Streit um AKW-Vernebelung

Energiekonzerne und Bundesumweltministerium interpretieren unabhängiges Gutachten zum Schutz von Atomkraftwerken durch künstlichen Nebel unterschiedlich

HANNOVER taz ■ Zwischen Bundesumweltminister Jürgen Trittin (Grüne) und den Atomkraftwerksbetreibern bahnt sich ein handfester Streit um den Schutz der Reaktoren vor Terrorangriffen mit Flugzeugen an.

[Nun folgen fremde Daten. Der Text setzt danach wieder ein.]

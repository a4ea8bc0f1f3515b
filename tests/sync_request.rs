use std::sync::{Arc, Mutex};
use std::time::Duration;

use lift::{
    DebugInfoType, LiftStatus, Method, Request, ResolveHost, StatusCode, TransferProgress, Version,
};

#[test]
fn get_request() {
    let _ = env_logger::builder().is_test(true).try_init();

    let mock = mockito::mock("GET", "/get")
        .with_status(200)
        .with_header("content-type", "text/plain")
        .with_body("sync body")
        .create();

    let url = format!("{}/get", mockito::server_url());
    let request = Request::new(url, Some(Duration::from_secs(10)));
    let response = request.perform(None);

    assert_eq!(response.lift_status(), LiftStatus::Success);
    assert_eq!(response.status_code(), StatusCode::Http200Ok);
    assert_eq!(response.version(), Version::Http11);
    assert_eq!(&response.data()[..], b"sync body");
    assert_eq!(
        response.header("content-type").map(|h| h.value()),
        Some("text/plain")
    );
    assert!(response.num_connects() >= 1);
    assert_eq!(response.num_redirects(), 0);

    // The status code table round trips for a successful response.
    let code = response.status_code();
    assert_eq!(StatusCode::from_u16(code.as_u16()), code);

    mock.assert();
}

#[test]
fn get_not_found() {
    let _ = env_logger::builder().is_test(true).try_init();

    let _mock = mockito::mock("GET", "/not/here").with_status(404).create();

    let url = format!("{}/not/here", mockito::server_url());
    let response = Request::new(url, Some(Duration::from_secs(10))).perform(None);

    assert_eq!(response.lift_status(), LiftStatus::Success);
    assert_eq!(response.status_code(), StatusCode::Http404NotFound);
}

#[test]
fn head_request_has_empty_body() {
    let _ = env_logger::builder().is_test(true).try_init();

    let _mock = mockito::mock("HEAD", "/head").with_status(200).create();

    let url = format!("{}/head", mockito::server_url());
    let mut request = Request::new(url, Some(Duration::from_secs(10)));
    request.set_method(Method::Head);
    let response = request.perform(None);

    assert_eq!(response.lift_status(), LiftStatus::Success);
    assert_eq!(response.status_code(), StatusCode::Http200Ok);
    assert!(response.data().is_empty());
}

#[test]
fn post_with_body() {
    let _ = env_logger::builder().is_test(true).try_init();

    let mock = mockito::mock("POST", "/post")
        .match_body("name=value")
        .with_status(200)
        .with_body("posted")
        .create();

    let url = format!("{}/post", mockito::server_url());
    let mut request = Request::new(url, Some(Duration::from_secs(10)));
    request.set_body("name=value").unwrap();
    assert_eq!(request.method(), Method::Post);

    let response = request.perform(None);

    assert_eq!(response.lift_status(), LiftStatus::Success);
    assert_eq!(response.status_code(), StatusCode::Http200Ok);
    assert_eq!(&response.data()[..], b"posted");

    mock.assert();
}

#[test]
fn post_method_not_allowed() {
    let _ = env_logger::builder().is_test(true).try_init();

    let _mock = mockito::mock("POST", "/no-post").with_status(405).create();

    let url = format!("{}/no-post", mockito::server_url());
    let mut request = Request::new(url, Some(Duration::from_secs(10)));
    request.set_body("data").unwrap();
    // Strip the transport's automatic 'Expect: 100-continue' negotiation.
    request.remove_header("Expect");

    let response = request.perform(None);

    assert_eq!(response.lift_status(), LiftStatus::Success);
    assert_eq!(response.status_code(), StatusCode::Http405MethodNotAllowed);
}

#[test]
fn custom_headers_are_sent() {
    let _ = env_logger::builder().is_test(true).try_init();

    let mock = mockito::mock("GET", "/echo-header")
        .match_header("x-lift-test", "42")
        .with_status(200)
        .create();

    let url = format!("{}/echo-header", mockito::server_url());
    let mut request = Request::new(url, Some(Duration::from_secs(10)));
    request.add_header("x-lift-test", "42");

    let response = request.perform(None);
    assert_eq!(response.status_code(), StatusCode::Http200Ok);

    mock.assert();
}

#[test]
fn transfer_progress_handler_sees_the_download() {
    let _ = env_logger::builder().is_test(true).try_init();

    let body = "x".repeat(4096);
    let _mock = mockito::mock("GET", "/progress")
        .with_status(200)
        .with_body(&body)
        .create();

    let url = format!("{}/progress", mockito::server_url());
    let mut request = Request::new(url, Some(Duration::from_secs(10)));

    let seen: Arc<Mutex<Vec<TransferProgress>>> = Arc::new(Mutex::new(Vec::new()));
    let sink = Arc::clone(&seen);
    request.set_transfer_progress_handler(move |progress| {
        sink.lock().unwrap().push(progress);
        true
    });

    let response = request.perform(None);
    assert_eq!(response.lift_status(), LiftStatus::Success);

    let seen = seen.lock().unwrap();
    assert!(!seen.is_empty());
    let last = seen.last().unwrap();
    assert_eq!(last.downloaded, 4096);
    assert_eq!(last.uploaded, 0);
}

#[test]
fn aborting_from_the_progress_handler_fails_the_request() {
    let _ = env_logger::builder().is_test(true).try_init();

    let body = "x".repeat(65536);
    let _mock = mockito::mock("GET", "/progress-abort")
        .with_status(200)
        .with_body(&body)
        .create();

    let url = format!("{}/progress-abort", mockito::server_url());
    let mut request = Request::new(url, Some(Duration::from_secs(10)));
    request.set_transfer_progress_handler(|_progress| false);

    let response = request.perform(None);
    assert_ne!(response.lift_status(), LiftStatus::Success);
}

#[test]
fn max_redirects_zero_blocks_the_first_redirect() {
    let _ = env_logger::builder().is_test(true).try_init();

    let target_url = format!("{}/redirect-target", mockito::server_url());
    let _redirect = mockito::mock("GET", "/redirect-src")
        .with_status(302)
        .with_header("location", &target_url)
        .create();
    let _target = mockito::mock("GET", "/redirect-target")
        .with_status(200)
        .create();

    let url = format!("{}/redirect-src", mockito::server_url());
    let mut request = Request::new(url, Some(Duration::from_secs(10)));
    request.set_follow_redirects(true, Some(0));

    let response = request.perform(None);

    // The first response is reported, not the redirect target.
    assert_eq!(response.status_code(), StatusCode::Http302Found);
    assert_eq!(response.num_redirects(), 0);
}

#[test]
fn redirects_are_followed_by_default() {
    let _ = env_logger::builder().is_test(true).try_init();

    let target_url = format!("{}/followed-target", mockito::server_url());
    let _redirect = mockito::mock("GET", "/followed-src")
        .with_status(302)
        .with_header("location", &target_url)
        .create();
    let _target = mockito::mock("GET", "/followed-target")
        .with_status(200)
        .with_body("followed")
        .create();

    let url = format!("{}/followed-src", mockito::server_url());
    let response = Request::new(url, Some(Duration::from_secs(10))).perform(None);

    assert_eq!(response.lift_status(), LiftStatus::Success);
    assert_eq!(response.status_code(), StatusCode::Http200Ok);
    assert_eq!(&response.data()[..], b"followed");
    assert_eq!(response.num_redirects(), 1);
}

#[test]
fn resolve_host_override_bypasses_dns() {
    let _ = env_logger::builder().is_test(true).try_init();

    let _mock = mockito::mock("GET", "/resolved").with_status(200).create();

    let port = mockito::server_address().port();
    let url = format!("http://lift-test.example:{port}/resolved");

    let mut request = Request::new(url, Some(Duration::from_secs(10)));
    request.add_resolve_host(ResolveHost::new("lift-test.example", port, "127.0.0.1"));

    let response = request.perform(None);
    assert_eq!(response.lift_status(), LiftStatus::Success);
    assert_eq!(response.status_code(), StatusCode::Http200Ok);
}

#[test]
fn debug_info_handler_sees_the_conversation() {
    let _ = env_logger::builder().is_test(true).try_init();

    let _mock = mockito::mock("GET", "/debug").with_status(200).create();

    let url = format!("{}/debug", mockito::server_url());
    let mut request = Request::new(url, Some(Duration::from_secs(10)));

    let events: Arc<Mutex<Vec<DebugInfoType>>> = Arc::new(Mutex::new(Vec::new()));
    let sink = Arc::clone(&events);
    request.set_debug_info_handler(move |kind, _data| {
        sink.lock().unwrap().push(kind);
    });

    let response = request.perform(None);
    assert_eq!(response.lift_status(), LiftStatus::Success);

    let events = events.lock().unwrap();
    assert!(events.contains(&DebugInfoType::HeaderOut));
    assert!(events.contains(&DebugInfoType::HeaderIn));
}

#[test]
fn dns_error_surfaces_as_connect_dns_error() {
    let _ = env_logger::builder().is_test(true).try_init();

    let request = Request::new(
        "http://host.invalid./",
        Some(Duration::from_secs(10)),
    );
    let response = request.perform(None);

    assert_eq!(response.lift_status(), LiftStatus::ConnectDnsError);
    assert_eq!(response.status_code(), StatusCode::HttpUnknown);
}
use std::fmt;

/// The completion status of a request as seen by the library.
///
/// This tells you whether the request completed, timed out, failed to
/// connect, had an SSL error, and so on. It has nothing in common with the
/// HTTP [`StatusCode`] returned by the remote server; always check this value
/// on a [`Response`] before trusting any other field.
///
/// [`StatusCode`]: crate::StatusCode
/// [`Response`]: crate::Response
#[derive(Debug, Clone, Copy, PartialEq, Eq, Hash)]
pub enum LiftStatus {
    /// The request is under construction.
    Building,
    /// The request is being executed.
    Executing,
    /// The request completed successfully.  This is the one you want.
    Success,
    /// The request had a connect error.
    ConnectError,
    /// The request couldn't lookup the DNS entry for the url.
    ConnectDnsError,
    /// The request had an SSL connection error.
    ConnectSslError,
    /// The request timed out.
    Timeout,
    /// The request received an empty response (socket severed).
    ResponseEmpty,
    /// The request had an error and failed.
    Error,
    /// The request failed to start, did the client shutdown?
    ErrorFailedToStart,
    /// The request had an error while reading data off the socket.
    DownloadError,
}

impl LiftStatus {
    /// The status as a human readable string.
    pub fn as_str(&self) -> &'static str {
        match self {
            LiftStatus::Building => "building",
            LiftStatus::Executing => "executing",
            LiftStatus::Success => "success",
            LiftStatus::ConnectError => "connect_error",
            LiftStatus::ConnectDnsError => "connect_dns_error",
            LiftStatus::ConnectSslError => "connect_ssl_error",
            LiftStatus::Timeout => "timeout",
            LiftStatus::ResponseEmpty => "response_empty",
            LiftStatus::Error => "error",
            LiftStatus::ErrorFailedToStart => "error_failed_to_start",
            LiftStatus::DownloadError => "download_error",
        }
    }
}

impl fmt::Display for LiftStatus {
    fn fmt(&self, f: &mut fmt::Formatter) -> fmt::Result {
        f.write_str(self.as_str())
    }
}

#[cfg(test)]
mod tests {
    use super::*;

    #[test]
    fn status_strings() {
        assert_eq!(LiftStatus::Success.as_str(), "success");
        assert_eq!(LiftStatus::ConnectDnsError.as_str(), "connect_dns_error");
        assert_eq!(
            LiftStatus::ErrorFailedToStart.to_string(),
            "error_failed_to_start"
        );
    }
}
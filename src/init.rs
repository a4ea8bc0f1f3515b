//! Process-wide transport initialization.
//!
//! The transport's global init must run before any handle is created and is
//! not thread safe, so a single refcount behind a mutex funnels every
//! init/cleanup pair through here. The first acquire performs the real
//! initialization; the matching teardown is delegated to the transport
//! bindings, which pin their global state for the process lifetime.

use once_cell::sync::Lazy;
use std::sync::Mutex;

static INIT_REFCOUNT: Lazy<Mutex<u64>> = Lazy::new(|| Mutex::new(0));

/// Acquires one reference on the process-wide transport state, initializing
/// the transport on the first acquire.
///
/// Every [`Client`](crate::Client) and synchronous
/// [`Request::perform`](crate::Request::perform) acquires this internally;
/// calling it by hand is only needed when embedding the library somewhere
/// with exotic startup ordering. Prefer [`GlobalScopeGuard`] in `main`.
pub fn global_init() {
    let mut count = INIT_REFCOUNT.lock().unwrap();
    if *count == 0 {
        curl::init();
    }
    *count += 1;
}

/// Releases one reference acquired by [`global_init`].
pub fn global_cleanup() {
    let mut count = INIT_REFCOUNT.lock().unwrap();
    *count = count.saturating_sub(1);
}

/// RAII holder of one process-wide init reference, for use at the top of
/// `main` so the transport stays initialized for the program's lifetime.
#[derive(Debug)]
pub struct GlobalScopeGuard {
    _private: (),
}

impl GlobalScopeGuard {
    /// Acquires the process-wide init reference.
    pub fn new() -> Self {
        global_init();
        GlobalScopeGuard { _private: () }
    }
}

impl Default for GlobalScopeGuard {
    fn default() -> Self {
        Self::new()
    }
}

impl Drop for GlobalScopeGuard {
    fn drop(&mut self) {
        global_cleanup();
    }
}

Ministerium und Energieversorger interpretieren ein gestern offiziell vorgestelltes Gutachten der Gesellschaft für Reaktorsicherheit (GRS) zum künstlichen Nebel, mit dem die Betreiber ihre Anlagen bei Angriffen quasi unsichtbar machen wollen, völlig unterschiedlich.

Das Bundesumweltministerium erklärte, der künstliche Nebel sei „in seiner derzeitigen Form nicht geeignet, den Schutz der Anlagen deutlich zu verbessern“. Zu diesem Ergebnis sei man aufgrund der GRS-Begutachtung des Vernebelungskonzeptes gekommen.

Demgegenüber erklärte die E.ON-Tocher E.ON Kernkraft, das Gutachten komme „zu dem Ergebnis, dass die von den Kernkraftwerksbetreibern vorgeschlagenen Maßnahme der Tarnung von Kernkraftwerken durch künstlichen Nebel durchaus wirksam ist“. Sie reduziere die Wahrscheinlichkeit, sensible Anlagenteile durch gezielten Flugzeugangriff zu treffen. Der künstliche Nebel habe zudem „keinerlei nachteilige Auswirkungen“. E.ON warf Trittin zudem vor, „die Randbedingungen des Gutachtens nachträglich zu verändern“. Diesen „Versuch der Manipulation eines unabhängigen Gutachters“ werde man nicht hinnehmen.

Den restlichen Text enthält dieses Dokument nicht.